What if you didn’t have to conjure up superhuman willpower to resist food temptations? What if you had the power to make the desire to overeat disappear?

Scientists have toiled for years with various pills and chemical formulations, striving to unlock the secret to managing the body’s appetite regulation system and fat-burning abilities. To date, that “magic pill” does not exist. In Switzerland, however, researchers have taken a new approach, attempting to devise an implant – not a pill – that will make controlling hunger and cravings as easy as flipping a switch.

The World Health Organization reports that obesity rates have soared across the globe, and more than half the total population is overweight. In the United States, the numbers are even more staggering – with nearly 65 percent of the population considered overweight or obese. The incidence of chronic diseases due to obesity, such as type 2 diabetes, stroke and heart disease, have reached an all-time high, costing the U.S. healthcare system more than $147 billion as of 2008 estimates. Last year, chronic diseases linked to obesity joined tobacco use as one of the top causes of preventable death in America.Statistics like these make discovering a cure for obesity a top priority for global leaders.
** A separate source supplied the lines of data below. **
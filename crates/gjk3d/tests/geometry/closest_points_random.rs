use approx::assert_relative_eq;
use gjk3d::math::{Isometry, Point, Real, Vector};
use gjk3d::query::{self, GjkOptions};
use gjk3d::shape::{Ball, Cuboid};
use oorandom::Rand32;

fn rand_range(rng: &mut Rand32, min: Real, max: Real) -> Real {
    min + (max - min) * rng.rand_float() as Real
}

fn rand_unit_vector(rng: &mut Rand32) -> Vector<Real> {
    loop {
        let v = Vector::new(
            rand_range(rng, -1.0, 1.0),
            rand_range(rng, -1.0, 1.0),
            rand_range(rng, -1.0, 1.0),
        );

        if let Some(v) = v.try_normalize(1.0e-3) {
            return v;
        }
    }
}

#[test]
fn separated_balls_report_exact_distance() {
    let mut rng = Rand32::new(42);

    for _ in 0..200 {
        let ball_a = Ball::new(rand_range(&mut rng, 0.1, 2.0));
        let ball_b = Ball::new(rand_range(&mut rng, 0.1, 2.0));
        let gap = rand_range(&mut rng, 0.05, 5.0);
        let dir = rand_unit_vector(&mut rng);
        let center_b = Vector::new(
            rand_range(&mut rng, -10.0, 10.0),
            rand_range(&mut rng, -10.0, 10.0),
            rand_range(&mut rng, -10.0, 10.0),
        );
        let center_a = center_b + dir * (ball_a.radius + ball_b.radius + gap);

        let pos_a = Isometry::new(center_a, rand_unit_vector(&mut rng));
        let pos_b = Isometry::new(center_b, rand_unit_vector(&mut rng));
        let res = query::closest_points(&pos_a, &ball_a, &pos_b, &ball_b, GjkOptions::default())
            .unwrap()
            .unwrap();

        assert!(res.distance > 0.0);
        assert_relative_eq!(res.distance, gap, epsilon = 1.0e-3);
        assert_relative_eq!(res.normal.norm(), 1.0, epsilon = 1.0e-4);
        assert_relative_eq!(res.normal, dir, epsilon = 1.0e-3);
        assert_relative_eq!(
            res.point_on_b,
            Point::from(center_b + dir * ball_b.radius),
            epsilon = 1.0e-2
        );
    }
}

#[test]
fn ball_facing_cuboid_face() {
    let mut rng = Rand32::new(7);
    let half_extents = Vector::new(1.0, 2.0, 0.5);
    let cuboid = Cuboid::new(half_extents);

    for _ in 0..200 {
        let ball = Ball::new(rand_range(&mut rng, 0.1, 1.0));
        let gap = rand_range(&mut rng, 0.05, 3.0);
        let axis = (rng.rand_u32() % 3) as usize;
        let sign = if rng.rand_u32() % 2 == 0 { 1.0 } else { -1.0 };

        let mut local_center = Vector::zeros();
        for i in 0..3 {
            local_center[i] = rand_range(&mut rng, -0.9, 0.9) * half_extents[i];
        }
        local_center[axis] = sign * (half_extents[axis] + ball.radius + gap);

        let pos_b = Isometry::new(
            Vector::new(
                rand_range(&mut rng, -5.0, 5.0),
                rand_range(&mut rng, -5.0, 5.0),
                rand_range(&mut rng, -5.0, 5.0),
            ),
            rand_unit_vector(&mut rng) * rand_range(&mut rng, 0.0, 3.0),
        );
        let center = pos_b * Point::from(local_center);
        let pos_a = Isometry::from_parts(center.coords.into(), pos_b.rotation);

        let mut local_normal = Vector::zeros();
        local_normal[axis] = sign;
        let expected_normal = pos_b * local_normal;

        let res = query::closest_points(&pos_a, &ball, &pos_b, &cuboid, GjkOptions::default())
            .unwrap()
            .unwrap();

        assert_relative_eq!(res.distance, gap, epsilon = 1.0e-3);
        assert_relative_eq!(res.normal, expected_normal, epsilon = 1.0e-3);
    }
}

#[test]
fn overlapping_balls_report_negative_distance() {
    let mut rng = Rand32::new(1234);

    for _ in 0..200 {
        let ball_a = Ball::new(rand_range(&mut rng, 0.5, 2.0));
        let ball_b = Ball::new(rand_range(&mut rng, 0.5, 2.0));
        let center_dist = rand_range(&mut rng, 0.1, 0.9) * (ball_a.radius + ball_b.radius);
        let dir = rand_unit_vector(&mut rng);

        let offset = dir * center_dist;
        let pos_a = Isometry::translation(offset.x, offset.y, offset.z);
        let pos_b = Isometry::identity();
        let res = query::closest_points(&pos_a, &ball_a, &pos_b, &ball_b, GjkOptions::default())
            .unwrap()
            .unwrap();

        assert!(res.distance < 0.0);
        assert_relative_eq!(
            res.distance,
            center_dist - ball_a.radius - ball_b.radius,
            epsilon = 1.0e-3
        );
        assert_relative_eq!(res.normal, dir, epsilon = 1.0e-3);
    }
}

#[test]
fn spheres_four_units_apart() {
    let ball = Ball::new(1.0);
    let dist = query::distance(
        &Isometry::translation(0.0, 0.0, 4.0),
        &ball,
        &Isometry::identity(),
        &ball,
        GjkOptions::default(),
    )
    .unwrap()
    .unwrap();

    assert_relative_eq!(dist, 2.0, epsilon = 1.0e-4);
}

#[test]
fn spheres_one_and_a_half_units_apart() {
    let ball = Ball::new(1.0);
    let res = query::closest_points(
        &Isometry::identity(),
        &ball,
        &Isometry::translation(1.5, 0.0, 0.0),
        &ball,
        GjkOptions::default(),
    )
    .unwrap()
    .unwrap();

    assert_relative_eq!(res.distance, -0.5, epsilon = 1.0e-4);
    assert_relative_eq!(res.normal, -Vector::x(), epsilon = 1.0e-4);
    assert_relative_eq!(res.point_on_b, Point::new(0.5, 0.0, 0.0), epsilon = 1.0e-4);
    assert_relative_eq!(res.point_on_a, Point::new(1.0, 0.0, 0.0), epsilon = 1.0e-4);
}
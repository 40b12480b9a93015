use approx::assert_relative_eq;
use gjk3d::math::{Isometry, Real, Vector};
use gjk3d::query::{
    self, CastOptions, ConservativeAdvancement, ConvexCast, GjkOptions, QueryError,
};
use gjk3d::shape::{Capsule, Cuboid, Cylinder};
use oorandom::Rand32;

#[test]
fn boxes_touching_at_the_end_of_the_motion() {
    let cuboid = Cuboid::new(Vector::new(1.0, 1.0, 1.0));
    let cast = ConservativeAdvancement::new(&cuboid, &cuboid);
    let res = cast
        .calc_time_of_impact(
            &Isometry::translation(-3.0, 0.0, 0.0),
            &Isometry::translation(-1.0, 0.0, 0.0),
            &Isometry::translation(3.0, 0.0, 0.0),
            &Isometry::translation(1.0, 0.0, 0.0),
        )
        .unwrap()
        .unwrap();

    assert_relative_eq!(res.fraction, 1.0, epsilon = 1.0e-3);
    assert!(res.fraction <= 1.0);
    assert_relative_eq!(res.normal, -Vector::x(), epsilon = 1.0e-3);
}

#[test]
fn boxes_stopping_short_do_not_touch() {
    let cuboid = Cuboid::new(Vector::new(1.0, 1.0, 1.0));
    let cast = ConservativeAdvancement::new(&cuboid, &cuboid);
    let res = cast.calc_time_of_impact(
        &Isometry::translation(-3.0, 0.0, 0.0),
        &Isometry::translation(-1.1, 0.0, 0.0),
        &Isometry::translation(3.0, 0.0, 0.0),
        &Isometry::translation(1.1, 0.0, 0.0),
    );

    assert_eq!(res, Ok(None));
}

#[test]
fn rotating_motions_stay_conservative() {
    let mut rng = Rand32::new(77);
    let capsule = Capsule::new(1.0, 0.3);
    let cylinder = Cylinder::new(0.5, 1.0);
    let radius = CastOptions::default().radius_threshold;
    let mut num_hits = 0;

    for _ in 0..50 {
        let mut rand = |min: Real, max: Real| min + (max - min) * rng.rand_float() as Real;

        let from_a = Isometry::new(
            Vector::new(-5.0, rand(-0.5, 0.5), rand(-0.5, 0.5)),
            Vector::new(rand(-1.0, 1.0), rand(-1.0, 1.0), rand(-1.0, 1.0)),
        );
        let to_a = Isometry::new(
            Vector::new(5.0, rand(-0.5, 0.5), rand(-0.5, 0.5)),
            Vector::new(rand(-3.0, 3.0), rand(-3.0, 3.0), rand(-3.0, 3.0)),
        );
        let from_b = Isometry::new(Vector::zeros(), Vector::new(rand(-1.0, 1.0), 0.0, 0.0));
        let to_b = Isometry::new(Vector::zeros(), Vector::new(0.0, rand(-1.0, 1.0), 0.0));

        let cast = ConservativeAdvancement::new(&capsule, &cylinder);
        let res = match cast.calc_time_of_impact(&from_a, &to_a, &from_b, &to_b) {
            Ok(res) => res,
            Err(QueryError::NoConvergence) => continue,
            Err(err) => panic!("unexpected error: {}", err),
        };

        if let Some(res) = res {
            num_hits += 1;
            assert!(res.fraction >= 0.0 && res.fraction <= 1.0);

            let dist = query::distance(
                &res.hit_transform_a,
                &capsule,
                &res.hit_transform_b,
                &cylinder,
                GjkOptions::default(),
            )
            .unwrap()
            .unwrap();
            assert!(dist >= -radius * 2.0, "penetration at the time of impact: {}", dist);
        }
    }

    assert!(num_hits > 0);
}

#[test]
fn spinning_in_place_hits_neighbor() {
    // A long box spinning around its center sweeps over a nearby box.
    let long_box = Cuboid::new(Vector::new(3.0, 0.2, 0.2));
    let small_box = Cuboid::new(Vector::new(0.5, 0.5, 0.5));
    let from_a = Isometry::identity();
    let to_a = Isometry::rotation(Vector::z() * 1.5);
    let pos_b = Isometry::translation(0.0, 2.0, 0.0);

    let res = ConservativeAdvancement::new(&long_box, &small_box)
        .calc_time_of_impact(&from_a, &to_a, &pos_b, &pos_b)
        .unwrap()
        .unwrap();

    assert!(res.fraction > 0.0 && res.fraction < 1.0);
    let dist = query::distance(
        &res.hit_transform_a,
        &long_box,
        &pos_b,
        &small_box,
        GjkOptions::default(),
    )
    .unwrap()
    .unwrap();
    assert!(dist >= -0.002 && dist <= 0.05);
}
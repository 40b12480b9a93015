use approx::assert_relative_eq;
use gjk3d::math::{Isometry, Real, Vector};
use gjk3d::query::{self, GjkOptions};
use gjk3d::shape::{Ball, Cone, Cuboid, MinkowskiSum, SupportMap};
use oorandom::Rand32;

#[test]
fn margins_add_up() {
    let cuboid = Cuboid::with_margin(Vector::new(1.0, 0.5, 2.0), 0.1);
    let ball = Ball::new(0.3);
    let sum = MinkowskiSum::new(&cuboid, &ball);

    assert_relative_eq!(sum.margin(), cuboid.margin() + ball.radius);
}

#[test]
fn supports_add_up() {
    let mut rng = Rand32::new(3);
    let cone = Cone::new(1.0, 0.5);
    let ball = Ball::new(0.25);
    let sum = MinkowskiSum::new(&cone, &ball);

    for _ in 0..100 {
        let dir = Vector::new(
            rng.rand_float() as Real - 0.5,
            rng.rand_float() as Real - 0.5,
            rng.rand_float() as Real - 0.5,
        );

        if dir.norm() < 1.0e-2 {
            continue;
        }

        let expected = cone.local_support_point(&dir) + dir.normalize() * ball.radius;
        assert_relative_eq!(sum.local_support_point(&dir), expected, epsilon = 1.0e-5);
    }
}

#[test]
fn swept_ball_distance() {
    // A cuboid dilated by a ball is as far from a plane-facing ball as the cuboid minus the radius.
    let cuboid = Cuboid::new(Vector::new(1.0, 1.0, 1.0));
    let dilation = Ball::new(0.5);
    let sum = MinkowskiSum::new(&cuboid, &dilation);
    let ball = Ball::new(1.0);
    let pos_a = Isometry::translation(0.0, 5.0, 0.0);

    let dist = query::distance(&pos_a, &ball, &Isometry::identity(), &sum, GjkOptions::default())
        .unwrap()
        .unwrap();
    assert_relative_eq!(dist, 2.5, epsilon = 1.0e-4);
}
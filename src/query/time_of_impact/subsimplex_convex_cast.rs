//! Time of impact by ray casting on the Minkowski difference.

use crate::math::{Isometry, Point, Real, Vector, DEFAULT_EPSILON};
use crate::motion::{ConstantLinearVelocityRigidMotion, RigidMotion};
use crate::query::gjk::{CSOPoint, VoronoiSimplex};
use crate::query::time_of_impact::{CastOptions, CastResult, ConvexCast};
use crate::query::QueryError;
use crate::shape::{ConstantPoint, SupportMap};

/// Computes the time of impact of two translating shapes by casting a ray against their
/// Minkowski difference.
///
/// Only the translational part of the motions is taken into account: both shapes keep the
/// rotation of their `from` transforms. The ray cast grows a simplex of the Minkowski
/// difference with the same Voronoi solver as GJK, moving the ray origin forward each time a
/// support plane separates it from the difference.
#[derive(Copy, Clone, Debug)]
pub struct SubsimplexConvexCast<'a, G1: ?Sized, G2: ?Sized> {
    shape_a: &'a G1,
    shape_b: &'a G2,
    options: CastOptions,
}

impl<'a, G1: ?Sized + SupportMap, G2: ?Sized + SupportMap> SubsimplexConvexCast<'a, G1, G2> {
    /// A subsimplex cast between `shape_a` and `shape_b` with the default options.
    pub fn new(shape_a: &'a G1, shape_b: &'a G2) -> Self {
        Self::with_options(shape_a, shape_b, CastOptions::default())
    }

    /// A subsimplex cast between `shape_a` and `shape_b`.
    pub fn with_options(shape_a: &'a G1, shape_b: &'a G2, options: CastOptions) -> Self {
        SubsimplexConvexCast {
            shape_a,
            shape_b,
            options,
        }
    }

    /// The options of this algorithm.
    pub fn options(&self) -> &CastOptions {
        &self.options
    }

    fn support(
        &self,
        pos_a: &Isometry<Real>,
        pos_b: &Isometry<Real>,
        dir: &Vector<Real>,
    ) -> CSOPoint {
        if self.options.ignore_margin {
            CSOPoint::from_shapes_without_margin(pos_a, self.shape_a, pos_b, self.shape_b, dir)
        } else {
            CSOPoint::from_shapes(pos_a, self.shape_a, pos_b, self.shape_b, dir)
        }
    }
}

impl<'a, G1: ?Sized + SupportMap, G2: ?Sized + SupportMap> ConvexCast
    for SubsimplexConvexCast<'a, G1, G2>
{
    fn calc_time_of_impact(
        &self,
        from_a: &Isometry<Real>,
        to_a: &Isometry<Real>,
        from_b: &Isometry<Real>,
        to_b: &Isometry<Real>,
    ) -> Result<Option<CastResult>, QueryError> {
        let motion_a = ConstantLinearVelocityRigidMotion::from_transforms(from_a, to_a);
        let motion_b = ConstantLinearVelocityRigidMotion::from_transforms(from_b, to_b);
        let r = motion_a.velocity - motion_b.velocity;

        let mut simplex = VoronoiSimplex::new();
        simplex.set_equal_vertex_threshold(self.options.gjk.equal_vertex_threshold);

        let mut pos_a = *from_a;
        let mut pos_b = *from_b;
        let mut lambda = 0.0;
        let mut normal = Vector::zeros();
        let mut v = self.support(&pos_a, &pos_b, &-r).point.coords;
        let mut dist2 = v.norm_squared();
        let mut num_iterations = 0;

        while dist2 > self.options.subsimplex_epsilon {
            num_iterations += 1;

            if num_iterations > self.options.max_iterations {
                log::debug!(
                    "Subsimplex convex cast: no convergence after {} iterations (lambda: {}).",
                    num_iterations,
                    lambda
                );
                return Err(QueryError::NoConvergence);
            }

            let mut w = self.support(&pos_a, &pos_b, &-v);
            let vdotw = v.dot(&w.point.coords);

            if vdotw > 0.0 {
                let vdotr = v.dot(&r);

                if vdotr >= -(DEFAULT_EPSILON * DEFAULT_EPSILON) {
                    return Ok(None);
                }

                let delta = -vdotw / vdotr;
                lambda += delta;

                if lambda > 1.0 {
                    return Ok(None);
                }

                pos_a = motion_a.position_at_time(lambda);
                pos_b = motion_b.position_at_time(lambda);

                // Keep the simplex expressed at the current ray origin.
                let shift_a = motion_a.velocity * delta;
                let shift_b = motion_b.velocity * delta;
                simplex.translate_origins(&shift_a, &shift_b);
                w = w.translate_origins(&shift_a, &shift_b);
                normal = v;
            }

            if !simplex.in_simplex(&w.point) {
                simplex.add_point(w);
            }

            match simplex.closest() {
                Some(closest) => {
                    v = closest;
                    dist2 = v.norm_squared();
                }
                None => dist2 = 0.0,
            }
        }

        let normal = normal
            .try_normalize(DEFAULT_EPSILON)
            .unwrap_or_else(Vector::zeros);

        if normal.dot(&r) >= -self.options.allowed_penetration {
            return Ok(None);
        }

        let (_, hit_point) = simplex.compute_points();

        Ok(Some(CastResult {
            fraction: lambda,
            normal,
            hit_point,
            hit_transform_a: pos_a,
            hit_transform_b: pos_b,
        }))
    }
}

/// Casts a ray from `from` to `to` against `shape` transformed by `pos`.
///
/// The fraction of the returned result is the fraction of the segment `[from, to]` traveled
/// before hitting the shape.
pub fn ray_cast<G: ?Sized + SupportMap>(
    pos: &Isometry<Real>,
    shape: &G,
    from: &Point<Real>,
    to: &Point<Real>,
    options: CastOptions,
) -> Result<Option<CastResult>, QueryError> {
    let point = ConstantPoint(Point::origin());
    let from_a = Isometry::translation(from.x, from.y, from.z);
    let to_a = Isometry::translation(to.x, to.y, to.z);
    SubsimplexConvexCast::with_options(&point, shape, options)
        .calc_time_of_impact(&from_a, &to_a, pos, pos)
}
Professor Martin Fussenegger and his team in the department of biosystems science and engineering in Basel, Switzerland have designed a weight loss implant made from human gene components that monitors the level of circulating fats in the blood and sends a “messenger substance” that alerts your brain when you are full and satisfied. At this stage in the study, the “messenger substance” being tested is the clinically-approved appetite suppressant peptide hormone, pramlintide.

Pramlintide reduces the absorption of glucose and fat by slowing gastric emptying and triggering receptors in the satiety center of the hypothalamus.

The researchers implanted the device into human cells and placed it into tiny capsules which were implanted into obese mice. The mice were fed a high fat diet and observed. The researchers discovered that the implants effectively registered the excess levels of fat in the bloodstream, triggering the release of pramlintide. In turn, the mice stopped eating and weight loss ensued. When fat levels reached normal, healthy levels, the device ceased production of the satiety signal, and the mice resumed normal eating habits.

During the study, the mice were given limitless portions of food, but despite availability of food, the mice ate less because of the consistent satiety signal being triggered by the device.
Although the results thus far are promising and have researchers enthusiastic about human application, the project is years away from being safely and effectively used in humans.

Fussenegger has hopes for initial use of the device to replace gastric bands and by-pass surgeries that have risen in popularity with the increase of obesity around the world. Implantation of the device would be minimally invasive and require no downtime.  And, unlike many remedies, it treats the source of the problem – preventing overeating before it ever starts.